Corbyn is trailing Johnson in the polls, but the memory of the 2017 general election — when Conservative Prime Minister Theresa May, who expected a landslide win, lost her majority in parliament — means pundits are reluctant to write him off entirely. Plus, many elements of the Labour platformare popular with voters.

“People like a lot of this stuff in theory, a lot more than I think the Conservatives themselves realize,” said Robert Ford, professor of political science at the University of Manchester. Many voter concerns, he said, center on “cost and competence.”

The prospect of Corbyn as UK leader, even through a coalition government with another party, has business feeling anxious.

While investors and executives like the fact that Labour wants a second referendum on Brexit with an option to remain in the European Union — seen by most analysts as the least damaging option economically —and manysupport greater stimulus spending, there is visceral opposition to what else is on the menu.

“Labour’s default instinct for state control will drag our economy down, rather than lift people up,” Carolyn Fairbairn, director general of the Confederation of British Industry, a lobby group, said in a statement when Labour published its manifesto.

Labour leader Jeremy Corbyn campaigning ahead of the UK's December 12 general election.

Some of this aversion could be tied to Labour’s push for large scale structural change. But there are also elements of the party’s platform that could directly eat into corporate profits.

Labour has proposed to hike the country’s minimum wage to £10 ($13.15) an hour, an especially large increase for younger workers. It’s also pledged to expand collective bargaining by sector across the economy, increasing the number of Britons whose pay would be negotiated in talks between unions and management. Meanwhile, the party would mandate that one-third of board seats are reserved for worker representatives who would have a say on executive compensation.

Garnering significant attention in the business community are two of Labour’s bolder proposals: the pledge to achieve an average 32-hour workweek within a decade, and a promise to give corporate shares to workers.

Though details about the latter remain hazy, Labour has said it would require large companies to set up “Inclusive Ownership Funds,” allowing for up to 10% of the company to be controlled by employees, who would receive dividend payments.

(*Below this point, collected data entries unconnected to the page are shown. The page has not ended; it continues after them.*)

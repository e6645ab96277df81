//! Date-bounded views over the trip log.

use chrono::{NaiveDate, NaiveDateTime};
use serde::Serialize;

use crate::models::trip::TripRecord;

/// Inclusive bounds on a trip's departure time. Either side may be open.
#[derive(Debug, Clone, Copy, Default, PartialEq, Eq, Serialize)]
pub struct DateRange {
    pub start: Option<NaiveDateTime>,
    pub end: Option<NaiveDateTime>,
}

impl DateRange {
    pub fn new(start: Option<NaiveDateTime>, end: Option<NaiveDateTime>) -> Self {
        Self { start, end }
    }

    /// Whole-day bounds: the start date from midnight, the end date until
    /// 23:59:59.
    pub fn from_dates(start: Option<NaiveDate>, end: Option<NaiveDate>) -> Self {
        Self {
            start: start.and_then(|date| date.and_hms_opt(0, 0, 0)),
            end: end.and_then(|date| date.and_hms_opt(23, 59, 59)),
        }
    }

    pub fn is_unbounded(&self) -> bool {
        self.start.is_none() && self.end.is_none()
    }

    pub fn contains(&self, at: NaiveDateTime) -> bool {
        self.start.map_or(true, |start| at >= start) && self.end.map_or(true, |end| at <= end)
    }
}

/// Records whose departure lies within `range`, in their original order.
pub fn filter_trips(records: &[TripRecord], range: &DateRange) -> Vec<TripRecord> {
    if range.is_unbounded() {
        return records.to_vec();
    }
    records
        .iter()
        .filter(|record| range.contains(record.start_date_time()))
        .cloned()
        .collect()
}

Alfie Stirling, head of economics at the New Economics Foundation, a think tank, called this approach “potentially transformative” since it gives workers more clout. “It changes the power dynamic of a workplace,” he said.

Collectively, Labour’s policies have a distinct anti-business feel, according to Ruth Gregory, senior UK economist at Capital Economics. The expectation is that they “would negatively impact business confidence and business investment,” she continued. Investors would likely react to a Corbyn election win by dumping the pound and selling shares in UK companies.(The pound has shot up in recent days to a seven-month high against the dollar as markets bet on a Johnson win.)

Then there’s the concern that Labour, once in power, could go even further than what’s in its manifesto. The worry, per Gregory: If a significant policy like nationalizing broadband was added to the party manifesto at the last minute, what else could be on the table?